Supplied records below:
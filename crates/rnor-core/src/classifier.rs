//! Local financial-year residency estimate.
//!
//! This is an offline approximation. Authoritative results come from the
//! remote `/calculate` service.

use rand::Rng;
use serde::{Deserialize, Serialize};
use std::fmt;

use crate::date::CalendarDate;

pub const MAX_YEARS: usize = 11;

#[derive(Debug, Clone, Copy, PartialEq, Eq, Hash, Serialize, Deserialize)]
pub enum Residency {
    #[serde(rename = "RNOR")]
    Rnor,
    #[serde(rename = "NR")]
    Nr,
    #[serde(rename = "ROR")]
    Ror,
}

impl Residency {
    pub fn all() -> &'static [Residency] {
        &[Residency::Nr, Residency::Rnor, Residency::Ror]
    }

    pub fn code(&self) -> &'static str {
        match self {
            Residency::Rnor => "RNOR",
            Residency::Nr => "NR",
            Residency::Ror => "ROR",
        }
    }

    /// Label shown to users; NR is presented as NRI.
    pub fn display_label(&self) -> &'static str {
        match self {
            Residency::Rnor => "RNOR",
            Residency::Nr => "NRI",
            Residency::Ror => "ROR",
        }
    }

    pub fn description(&self) -> &'static str {
        match self {
            Residency::Rnor => "RNOR - Resident but Not Ordinarily Resident",
            Residency::Nr => "NRI - Non Resident Indian",
            Residency::Ror => "ROR - Resident and Ordinarily Resident",
        }
    }
}

impl fmt::Display for Residency {
    fn fmt(&self, f: &mut fmt::Formatter<'_>) -> fmt::Result {
        f.write_str(self.code())
    }
}

impl std::str::FromStr for Residency {
    type Err = String;

    fn from_str(s: &str) -> Result<Self, Self::Err> {
        match s.trim().to_uppercase().as_str() {
            "RNOR" => Ok(Residency::Rnor),
            "NR" | "NRI" => Ok(Residency::Nr),
            "ROR" => Ok(Residency::Ror),
            other => Err(format!("unknown residency status: {}", other)),
        }
    }
}

#[derive(Debug, Clone, PartialEq, Eq, Serialize, Deserialize)]
#[serde(rename_all = "camelCase")]
pub struct YearResult {
    pub financial_year: String,
    pub status: Residency,
}

/// `FY 2021-22` for the financial year starting April 2021.
pub fn financial_year_label(year: i32) -> String {
    format!("FY {}-{:02}", year, (year + 1).rem_euclid(100))
}

/// April 1 of `year` through March 31 of `year + 1`.
pub fn financial_year_bounds(year: i32) -> Option<(CalendarDate, CalendarDate)> {
    Some((
        CalendarDate::from_ymd(year, 4, 1)?,
        CalendarDate::from_ymd(year + 1, 3, 31)?,
    ))
}

fn overlaps_financial_year(departure: CalendarDate, ret: CalendarDate, year: i32) -> bool {
    let key = |d: CalendarDate| (d.year(), d.month(), d.day());
    key(departure) <= (year + 1, 3, 31) && key(ret) >= (year, 4, 1)
}

/// Status from presence alone, before positional overrides.
pub fn base_status(
    departure: CalendarDate,
    ret: CalendarDate,
    avg_india_days: u32,
    year: i32,
) -> Residency {
    if !overlaps_financial_year(departure, ret, year) {
        return if avg_india_days > 182 {
            Residency::Ror
        } else {
            Residency::Rnor
        };
    }

    let days_in_india = avg_india_days.min(180);
    if days_in_india < 60 {
        Residency::Nr
    } else if days_in_india < 182 {
        Residency::Rnor
    } else {
        Residency::Ror
    }
}

/// Decides the years whose status is not fixed by position.
pub trait OverridePolicy {
    /// Years strictly between the departure and return years.
    fn intermediate(&mut self, base: Residency) -> Residency;

    /// The first year after the return year.
    fn year_after_return(&mut self, base: Residency) -> Residency;
}

/// Keeps the presence-based status abroad and RNOR right after return.
#[derive(Debug, Clone, Copy, Default)]
pub struct Deterministic;

impl OverridePolicy for Deterministic {
    fn intermediate(&mut self, base: Residency) -> Residency {
        base
    }

    fn year_after_return(&mut self, _base: Residency) -> Residency {
        Residency::Rnor
    }
}

/// Weighted random overrides. Pass a seeded RNG for reproducible output.
pub struct Weighted<R: Rng> {
    rng: R,
}

impl<R: Rng> Weighted<R> {
    pub fn new(rng: R) -> Self {
        Self { rng }
    }
}

impl<R: Rng> OverridePolicy for Weighted<R> {
    fn intermediate(&mut self, _base: Residency) -> Residency {
        if self.rng.gen::<f64>() > 0.3 {
            if self.rng.gen::<f64>() > 0.6 {
                Residency::Nr
            } else {
                Residency::Rnor
            }
        } else {
            Residency::Ror
        }
    }

    fn year_after_return(&mut self, _base: Residency) -> Residency {
        if self.rng.gen::<f64>() > 0.5 {
            Residency::Rnor
        } else {
            Residency::Ror
        }
    }
}

pub fn classify(departure: CalendarDate, ret: CalendarDate, avg_india_days: u32) -> Vec<YearResult> {
    classify_with(departure, ret, avg_india_days, &mut Deterministic)
}

pub fn classify_with<P: OverridePolicy + ?Sized>(
    departure: CalendarDate,
    ret: CalendarDate,
    avg_india_days: u32,
    policy: &mut P,
) -> Vec<YearResult> {
    let start_year = departure.year();
    let end_year = ret.year();

    (start_year..=end_year + 1)
        .take(MAX_YEARS)
        .map(|year| {
            let base = base_status(departure, ret, avg_india_days, year);
            let status = if year == start_year {
                Residency::Ror
            } else if year < end_year {
                policy.intermediate(base)
            } else {
                match year - end_year {
                    0 => Residency::Rnor,
                    1 => policy.year_after_return(base),
                    _ => Residency::Ror,
                }
            };
            YearResult {
                financial_year: financial_year_label(year),
                status,
            }
        })
        .collect()
}

#[cfg(test)]
mod tests {
    use super::*;
    use rand::rngs::StdRng;
    use rand::SeedableRng;

    fn date(year: i32, month: u32, day: u32) -> CalendarDate {
        CalendarDate::from_ymd(year, month, day).unwrap()
    }

    #[test]
    fn test_financial_year_label() {
        assert_eq!(financial_year_label(2020), "FY 2020-21");
        assert_eq!(financial_year_label(2008), "FY 2008-09");
        assert_eq!(financial_year_label(2099), "FY 2099-00");
    }

    #[test]
    fn test_financial_year_bounds() {
        let (start, end) = financial_year_bounds(2021).unwrap();
        assert_eq!(start, date(2021, 4, 1));
        assert_eq!(end, date(2022, 3, 31));
    }

    #[test]
    fn test_reference_scenario() {
        let results = classify(date(2020, 6, 15), date(2023, 9, 1), 100);
        assert_eq!(results.first().unwrap().financial_year, "FY 2020-21");
        assert_eq!(results.first().unwrap().status, Residency::Ror);
        assert_eq!(results.last().unwrap().financial_year, "FY 2024-25");
        assert_eq!(results.len(), 5);
        assert!(results.len() <= MAX_YEARS);
    }

    #[test]
    fn test_positional_overrides() {
        let results = classify(date(2020, 6, 15), date(2023, 9, 1), 100);
        let statuses: Vec<Residency> = results.iter().map(|r| r.status).collect();
        // 100 days abroad falls in the RNOR band for the intermediate years.
        assert_eq!(
            statuses,
            vec![
                Residency::Ror,
                Residency::Rnor,
                Residency::Rnor,
                Residency::Rnor,
                Residency::Rnor,
            ]
        );
    }

    #[test]
    fn test_low_presence_is_nr_abroad() {
        let results = classify(date(2018, 1, 10), date(2022, 2, 1), 30);
        assert_eq!(results[0].status, Residency::Ror);
        assert!(results[1..4].iter().all(|r| r.status == Residency::Nr));
        assert_eq!(results[4].status, Residency::Rnor);
    }

    #[test]
    fn test_base_status_bands() {
        let dep = date(2020, 6, 1);
        let ret = date(2022, 6, 1);
        assert_eq!(base_status(dep, ret, 59, 2021), Residency::Nr);
        assert_eq!(base_status(dep, ret, 60, 2021), Residency::Rnor);
        // Clamped to 180 while abroad, so never ROR through this branch.
        assert_eq!(base_status(dep, ret, 365, 2021), Residency::Rnor);
        // No overlap with FY 2025-26.
        assert_eq!(base_status(dep, ret, 183, 2025), Residency::Ror);
        assert_eq!(base_status(dep, ret, 182, 2025), Residency::Rnor);
    }

    #[test]
    fn test_overlap_boundaries() {
        // Return on April 1 touches the FY that starts that day.
        assert!(overlaps_financial_year(date(2020, 1, 1), date(2021, 4, 1), 2021));
        assert!(!overlaps_financial_year(date(2020, 1, 1), date(2021, 3, 31), 2021));
        // Departure on March 31 touches the FY ending that day.
        assert!(overlaps_financial_year(date(2021, 3, 31), date(2022, 1, 1), 2020));
        assert!(!overlaps_financial_year(date(2021, 4, 1), date(2022, 1, 1), 2020));
    }

    #[test]
    fn test_capped_at_eleven_years() {
        let results = classify(date(2000, 5, 1), date(2030, 5, 1), 20);
        assert_eq!(results.len(), MAX_YEARS);
        assert_eq!(results[10].financial_year, "FY 2010-11");
    }

    #[test]
    fn test_same_year_trip() {
        let results = classify(date(2022, 5, 1), date(2022, 11, 1), 20);
        assert_eq!(results.len(), 2);
        assert_eq!(results[0].status, Residency::Ror);
        assert_eq!(results[1].status, Residency::Rnor);
    }

    #[test]
    fn test_results_are_ascending() {
        let results = classify(date(2015, 7, 1), date(2019, 7, 1), 75);
        let labels: Vec<&str> = results.iter().map(|r| r.financial_year.as_str()).collect();
        let mut sorted = labels.clone();
        sorted.sort();
        assert_eq!(labels, sorted);
    }

    #[test]
    fn test_weighted_policy_respects_fixed_positions() {
        for seed in 0..20 {
            let mut policy = Weighted::new(StdRng::seed_from_u64(seed));
            let results = classify_with(date(2016, 6, 1), date(2021, 6, 1), 90, &mut policy);
            assert_eq!(results.len(), 7);
            assert_eq!(results[0].status, Residency::Ror);
            assert_eq!(results[5].status, Residency::Rnor);
            assert_ne!(results[6].status, Residency::Nr);
        }
    }

    #[test]
    fn test_weighted_policy_is_reproducible_with_seed() {
        let run = |seed| {
            let mut policy = Weighted::new(StdRng::seed_from_u64(seed));
            classify_with(date(2010, 6, 1), date(2019, 6, 1), 90, &mut policy)
        };
        assert_eq!(run(7), run(7));
    }

    #[test]
    fn test_residency_codes_and_labels() {
        assert_eq!(Residency::Nr.code(), "NR");
        assert_eq!(Residency::Nr.display_label(), "NRI");
        assert_eq!("nri".parse::<Residency>(), Ok(Residency::Nr));
        assert!("XYZ".parse::<Residency>().is_err());
        assert_eq!(serde_json::to_string(&Residency::Rnor).unwrap(), "\"RNOR\"");
    }
}
use ratatui::prelude::*;
use ratatui::widgets::{Block, Borders, Paragraph, Wrap};

use super::spinner::scanner_spans;
use super::widgets::{field_border, tail_fit};
use crate::tui::app::{App, Focus};

/// Rows needed to show every field without squeezing.
pub const HEIGHT: u16 = 2 + 5 * 3 + 3 + 2;

pub fn render(frame: &mut Frame, app: &App, area: Rect) {
    let block = Block::default()
        .title(" Details ")
        .borders(Borders::ALL)
        .border_style(Style::default().fg(app.theme.border))
        .style(Style::default().bg(app.theme.background));

    let inner = block.inner(area);
    frame.render_widget(block, area);

    let rows = Layout::default()
        .direction(Direction::Vertical)
        .constraints([
            Constraint::Length(3),
            Constraint::Length(3),
            Constraint::Length(3),
            Constraint::Length(3),
            Constraint::Length(3),
            Constraint::Length(3),
            Constraint::Min(0),
        ])
        .split(inner);

    for (focus, row) in Focus::all().iter().zip(rows.iter()) {
        match focus {
            Focus::Calculate => render_button(frame, app, *row),
            _ => render_field(frame, app, *focus, *row),
        }
    }

    if let Some(ref error) = app.form.error {
        let banner = Paragraph::new(error.as_str())
            .wrap(Wrap { trim: true })
            .style(Style::default().fg(app.theme.error));
        frame.render_widget(banner, rows[6]);
    }
}

fn render_field(frame: &mut Frame, app: &App, focus: Focus, area: Rect) {
    let focused = app.focus == focus;
    let (text, placeholder, error) = match focus.date_field() {
        Some(field) => {
            let input = app.form.date_input(field);
            (
                input.display_text(),
                "DD/MM/YYYY • Enter opens calendar",
                input.error.as_ref().map(|e| e.to_string()),
            )
        }
        None => {
            let value = match focus {
                Focus::AvgDays => &app.form.avg_days,
                Focus::PassiveIncome => &app.form.passive_income,
                _ => &app.form.ctc,
            };
            let hint = if focus == Focus::AvgDays { "required" } else { "optional" };
            (value.clone(), hint, None)
        }
    };

    let mut block = Block::default()
        .title(format!(" {} ", focus.label()))
        .borders(Borders::ALL)
        .border_style(field_border(focused, error.is_some(), &app.theme));
    if let Some(ref message) = error {
        block = block.title_bottom(Line::styled(
            format!(" {} ", message),
            Style::default().fg(app.theme.error),
        ));
    }

    let width = area.width.saturating_sub(3) as usize;
    let line = if text.is_empty() && !focused {
        Line::styled(placeholder, Style::default().fg(app.theme.muted))
    } else {
        let mut spans = vec![Span::styled(
            tail_fit(&text, width),
            Style::default().fg(app.theme.foreground),
        )];
        if focused {
            spans.push(Span::styled("▏", Style::default().fg(app.theme.accent)));
        }
        Line::from(spans)
    };

    frame.render_widget(Paragraph::new(line).block(block), area);
}

fn render_button(frame: &mut Frame, app: &App, area: Rect) {
    let focused = app.focus == Focus::Calculate;
    let block = Block::default()
        .borders(Borders::ALL)
        .border_style(field_border(focused, false, &app.theme));

    let line = if app.form.calculating {
        let mut spans = scanner_spans(app.spinner_frame, app.theme.accent, app.theme.border);
        spans.push(Span::styled(
            "  Calculating...",
            Style::default().fg(app.theme.muted),
        ));
        Line::from(spans)
    } else {
        let style = if focused {
            Style::default()
                .fg(app.theme.background)
                .bg(app.theme.accent)
                .add_modifier(Modifier::BOLD)
        } else {
            Style::default()
                .fg(app.theme.accent)
                .add_modifier(Modifier::BOLD)
        };
        Line::styled("  Calculate  ", style)
    };

    frame.render_widget(
        Paragraph::new(line).alignment(Alignment::Center).block(block),
        area,
    );
}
End of Supplied records.
Requirement →
The expected output is each line of the records above that includes the word "static".

Answer below →
    pub fn all() -> &'static [Residency] {
    pub fn code(&self) -> &'static str {
    pub fn display_label(&self) -> &'static str {
    pub fn description(&self) -> &'static str {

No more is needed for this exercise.